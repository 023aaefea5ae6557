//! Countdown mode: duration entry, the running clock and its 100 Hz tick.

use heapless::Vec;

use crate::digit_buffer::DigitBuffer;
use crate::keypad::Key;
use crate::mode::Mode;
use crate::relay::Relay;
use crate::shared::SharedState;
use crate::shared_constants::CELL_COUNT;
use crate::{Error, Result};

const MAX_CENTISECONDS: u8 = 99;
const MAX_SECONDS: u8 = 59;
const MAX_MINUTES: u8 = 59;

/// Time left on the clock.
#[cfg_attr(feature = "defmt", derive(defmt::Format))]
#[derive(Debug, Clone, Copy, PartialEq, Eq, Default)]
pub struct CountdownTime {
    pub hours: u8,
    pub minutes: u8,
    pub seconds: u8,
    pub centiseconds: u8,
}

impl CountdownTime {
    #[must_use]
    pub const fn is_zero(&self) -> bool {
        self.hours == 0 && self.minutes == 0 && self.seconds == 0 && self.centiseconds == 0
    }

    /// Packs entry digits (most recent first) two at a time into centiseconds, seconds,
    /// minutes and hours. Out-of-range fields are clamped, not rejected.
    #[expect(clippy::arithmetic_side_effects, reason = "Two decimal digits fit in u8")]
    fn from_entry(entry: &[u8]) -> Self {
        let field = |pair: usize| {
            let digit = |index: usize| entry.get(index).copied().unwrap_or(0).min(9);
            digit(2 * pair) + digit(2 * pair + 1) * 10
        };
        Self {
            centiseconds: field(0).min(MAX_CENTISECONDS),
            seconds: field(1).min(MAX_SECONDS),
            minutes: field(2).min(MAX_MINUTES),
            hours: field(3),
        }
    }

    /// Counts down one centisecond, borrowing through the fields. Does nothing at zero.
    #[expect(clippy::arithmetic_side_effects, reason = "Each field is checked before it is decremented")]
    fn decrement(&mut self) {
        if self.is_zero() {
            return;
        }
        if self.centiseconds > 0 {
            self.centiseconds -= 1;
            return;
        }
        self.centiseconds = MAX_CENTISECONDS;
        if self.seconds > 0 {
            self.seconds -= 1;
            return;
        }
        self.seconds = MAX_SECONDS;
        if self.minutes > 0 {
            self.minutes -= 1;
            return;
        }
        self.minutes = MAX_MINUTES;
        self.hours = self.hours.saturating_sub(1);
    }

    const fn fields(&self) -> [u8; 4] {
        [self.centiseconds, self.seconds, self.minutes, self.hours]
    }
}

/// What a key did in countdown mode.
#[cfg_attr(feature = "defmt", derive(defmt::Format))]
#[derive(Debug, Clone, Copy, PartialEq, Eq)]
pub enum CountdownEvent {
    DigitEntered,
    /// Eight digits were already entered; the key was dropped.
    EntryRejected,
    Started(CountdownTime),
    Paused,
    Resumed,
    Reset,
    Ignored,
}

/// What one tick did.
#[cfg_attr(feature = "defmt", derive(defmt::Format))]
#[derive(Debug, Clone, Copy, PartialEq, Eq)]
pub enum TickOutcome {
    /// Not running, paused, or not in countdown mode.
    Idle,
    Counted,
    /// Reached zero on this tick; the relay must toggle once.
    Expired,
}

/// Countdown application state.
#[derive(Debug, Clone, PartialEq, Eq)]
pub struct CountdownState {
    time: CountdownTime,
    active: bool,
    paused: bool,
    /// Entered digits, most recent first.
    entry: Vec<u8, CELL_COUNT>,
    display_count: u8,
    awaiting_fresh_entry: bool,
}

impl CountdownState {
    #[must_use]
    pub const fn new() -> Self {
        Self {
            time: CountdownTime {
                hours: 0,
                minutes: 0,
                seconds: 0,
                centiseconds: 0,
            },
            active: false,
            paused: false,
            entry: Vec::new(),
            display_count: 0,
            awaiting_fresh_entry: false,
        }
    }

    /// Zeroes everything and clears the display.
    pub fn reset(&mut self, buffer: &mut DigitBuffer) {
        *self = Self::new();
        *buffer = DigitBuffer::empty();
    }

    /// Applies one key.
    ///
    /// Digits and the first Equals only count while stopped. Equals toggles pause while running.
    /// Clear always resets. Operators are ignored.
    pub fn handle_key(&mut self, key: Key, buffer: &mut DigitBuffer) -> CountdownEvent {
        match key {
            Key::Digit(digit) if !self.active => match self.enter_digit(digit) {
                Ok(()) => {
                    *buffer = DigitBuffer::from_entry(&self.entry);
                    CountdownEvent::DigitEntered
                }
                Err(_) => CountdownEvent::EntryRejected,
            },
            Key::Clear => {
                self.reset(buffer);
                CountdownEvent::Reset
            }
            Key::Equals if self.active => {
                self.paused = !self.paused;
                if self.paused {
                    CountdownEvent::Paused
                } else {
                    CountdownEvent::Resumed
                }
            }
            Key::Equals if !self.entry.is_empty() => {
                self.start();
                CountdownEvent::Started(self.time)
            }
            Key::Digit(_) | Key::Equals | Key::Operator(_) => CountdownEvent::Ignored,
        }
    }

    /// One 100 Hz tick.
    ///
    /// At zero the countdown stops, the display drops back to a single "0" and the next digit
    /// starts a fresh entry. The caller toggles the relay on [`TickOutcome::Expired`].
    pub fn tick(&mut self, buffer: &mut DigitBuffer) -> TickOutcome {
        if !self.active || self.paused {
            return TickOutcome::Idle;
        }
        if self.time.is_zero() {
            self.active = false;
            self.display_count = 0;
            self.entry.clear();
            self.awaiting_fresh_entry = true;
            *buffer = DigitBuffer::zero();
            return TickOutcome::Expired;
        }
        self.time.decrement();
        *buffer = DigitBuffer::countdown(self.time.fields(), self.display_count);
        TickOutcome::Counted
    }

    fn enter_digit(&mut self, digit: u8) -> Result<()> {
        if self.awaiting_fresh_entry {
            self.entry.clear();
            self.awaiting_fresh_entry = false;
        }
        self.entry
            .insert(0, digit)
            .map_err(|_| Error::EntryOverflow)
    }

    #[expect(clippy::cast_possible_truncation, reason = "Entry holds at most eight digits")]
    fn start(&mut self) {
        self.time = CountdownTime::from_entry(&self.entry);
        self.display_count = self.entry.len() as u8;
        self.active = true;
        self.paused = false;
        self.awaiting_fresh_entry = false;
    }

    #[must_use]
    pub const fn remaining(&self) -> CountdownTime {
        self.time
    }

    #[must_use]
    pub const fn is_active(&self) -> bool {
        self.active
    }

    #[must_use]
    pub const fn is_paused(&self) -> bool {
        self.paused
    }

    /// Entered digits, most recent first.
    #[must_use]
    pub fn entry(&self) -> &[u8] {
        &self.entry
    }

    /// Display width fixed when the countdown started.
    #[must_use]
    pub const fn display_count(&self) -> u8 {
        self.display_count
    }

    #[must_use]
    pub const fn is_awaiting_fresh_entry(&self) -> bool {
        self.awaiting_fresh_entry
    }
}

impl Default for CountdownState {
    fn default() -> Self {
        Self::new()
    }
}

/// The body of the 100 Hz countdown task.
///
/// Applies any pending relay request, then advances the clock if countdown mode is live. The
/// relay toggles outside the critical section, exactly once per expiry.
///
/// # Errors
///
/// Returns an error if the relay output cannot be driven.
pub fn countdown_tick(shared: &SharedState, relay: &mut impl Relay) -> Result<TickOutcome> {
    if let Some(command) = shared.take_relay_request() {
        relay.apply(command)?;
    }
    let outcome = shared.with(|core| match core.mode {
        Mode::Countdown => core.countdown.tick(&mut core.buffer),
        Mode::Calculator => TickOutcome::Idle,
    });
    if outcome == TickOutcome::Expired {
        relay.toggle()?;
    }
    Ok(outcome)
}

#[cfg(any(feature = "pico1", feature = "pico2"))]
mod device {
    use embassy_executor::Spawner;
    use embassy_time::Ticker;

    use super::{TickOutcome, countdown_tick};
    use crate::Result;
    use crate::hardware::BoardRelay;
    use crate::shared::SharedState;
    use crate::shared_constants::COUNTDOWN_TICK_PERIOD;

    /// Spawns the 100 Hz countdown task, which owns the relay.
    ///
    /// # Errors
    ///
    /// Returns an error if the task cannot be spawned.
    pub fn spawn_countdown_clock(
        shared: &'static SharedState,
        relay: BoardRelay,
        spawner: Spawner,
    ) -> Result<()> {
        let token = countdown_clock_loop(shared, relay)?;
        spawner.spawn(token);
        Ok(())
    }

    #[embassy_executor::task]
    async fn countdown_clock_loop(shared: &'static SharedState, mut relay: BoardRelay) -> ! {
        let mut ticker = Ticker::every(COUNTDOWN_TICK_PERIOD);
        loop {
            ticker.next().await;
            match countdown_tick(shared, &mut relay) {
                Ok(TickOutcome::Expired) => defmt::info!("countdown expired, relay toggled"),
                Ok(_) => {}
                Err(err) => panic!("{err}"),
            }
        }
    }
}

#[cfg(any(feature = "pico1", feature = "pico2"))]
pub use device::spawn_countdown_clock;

# # # #

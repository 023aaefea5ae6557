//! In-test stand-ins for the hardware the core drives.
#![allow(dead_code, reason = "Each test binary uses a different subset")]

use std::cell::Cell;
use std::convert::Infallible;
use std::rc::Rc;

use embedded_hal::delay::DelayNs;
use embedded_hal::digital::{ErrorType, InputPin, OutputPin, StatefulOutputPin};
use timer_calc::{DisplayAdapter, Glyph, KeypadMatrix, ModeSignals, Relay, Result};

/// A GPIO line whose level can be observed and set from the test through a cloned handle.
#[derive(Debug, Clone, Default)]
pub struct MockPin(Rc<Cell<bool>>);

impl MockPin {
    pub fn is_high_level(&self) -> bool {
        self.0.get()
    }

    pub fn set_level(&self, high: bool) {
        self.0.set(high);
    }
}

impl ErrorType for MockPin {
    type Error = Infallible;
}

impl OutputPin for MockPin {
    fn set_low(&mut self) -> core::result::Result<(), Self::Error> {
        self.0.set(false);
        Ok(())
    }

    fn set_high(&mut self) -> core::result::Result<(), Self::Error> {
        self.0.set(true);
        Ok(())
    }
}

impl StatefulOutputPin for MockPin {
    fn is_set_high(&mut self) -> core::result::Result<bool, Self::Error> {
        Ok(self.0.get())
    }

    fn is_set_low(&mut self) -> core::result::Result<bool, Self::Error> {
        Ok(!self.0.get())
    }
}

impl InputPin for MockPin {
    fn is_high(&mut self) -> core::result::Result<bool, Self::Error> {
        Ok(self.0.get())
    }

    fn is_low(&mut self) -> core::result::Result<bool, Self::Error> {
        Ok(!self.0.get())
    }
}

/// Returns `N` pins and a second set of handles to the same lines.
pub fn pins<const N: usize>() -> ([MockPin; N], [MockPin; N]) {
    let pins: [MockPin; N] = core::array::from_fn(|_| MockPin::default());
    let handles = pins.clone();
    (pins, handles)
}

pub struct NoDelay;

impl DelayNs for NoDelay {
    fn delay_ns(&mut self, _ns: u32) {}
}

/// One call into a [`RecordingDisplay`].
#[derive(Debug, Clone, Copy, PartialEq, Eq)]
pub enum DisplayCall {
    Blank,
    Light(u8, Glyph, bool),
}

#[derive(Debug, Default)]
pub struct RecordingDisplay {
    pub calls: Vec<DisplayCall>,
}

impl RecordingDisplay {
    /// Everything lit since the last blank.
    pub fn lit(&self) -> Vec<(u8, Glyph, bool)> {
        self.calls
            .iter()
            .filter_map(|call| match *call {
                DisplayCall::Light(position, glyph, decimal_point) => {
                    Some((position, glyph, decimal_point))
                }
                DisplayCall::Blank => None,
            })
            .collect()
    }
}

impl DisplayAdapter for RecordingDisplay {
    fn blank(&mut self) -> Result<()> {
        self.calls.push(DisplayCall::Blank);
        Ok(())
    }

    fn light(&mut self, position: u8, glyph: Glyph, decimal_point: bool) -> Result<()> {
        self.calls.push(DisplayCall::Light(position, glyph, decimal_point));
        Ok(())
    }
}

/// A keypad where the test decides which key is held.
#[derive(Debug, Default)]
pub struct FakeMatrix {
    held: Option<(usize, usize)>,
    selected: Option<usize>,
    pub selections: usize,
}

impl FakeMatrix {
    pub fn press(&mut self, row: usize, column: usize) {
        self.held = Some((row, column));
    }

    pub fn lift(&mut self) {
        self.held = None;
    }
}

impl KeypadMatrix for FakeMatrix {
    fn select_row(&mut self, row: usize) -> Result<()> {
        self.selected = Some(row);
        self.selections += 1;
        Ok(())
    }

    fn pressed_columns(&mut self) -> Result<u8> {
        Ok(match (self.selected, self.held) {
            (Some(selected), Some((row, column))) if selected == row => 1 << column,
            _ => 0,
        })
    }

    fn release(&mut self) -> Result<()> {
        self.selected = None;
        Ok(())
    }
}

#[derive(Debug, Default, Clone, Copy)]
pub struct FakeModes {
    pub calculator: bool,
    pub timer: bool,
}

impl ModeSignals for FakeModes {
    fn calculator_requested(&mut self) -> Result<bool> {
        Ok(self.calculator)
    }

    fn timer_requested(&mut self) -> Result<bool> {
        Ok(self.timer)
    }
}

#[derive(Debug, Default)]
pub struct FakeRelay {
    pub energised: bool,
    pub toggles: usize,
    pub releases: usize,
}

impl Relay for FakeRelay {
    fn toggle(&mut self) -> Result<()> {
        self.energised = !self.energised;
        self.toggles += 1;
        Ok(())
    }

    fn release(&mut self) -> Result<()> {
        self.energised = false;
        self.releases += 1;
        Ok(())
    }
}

# # # #

What lines in the entries contain "ErrorType"? Report each one by copying it.

use embedded_hal::digital::{ErrorType, InputPin, OutputPin, StatefulOutputPin};
impl ErrorType for MockPin {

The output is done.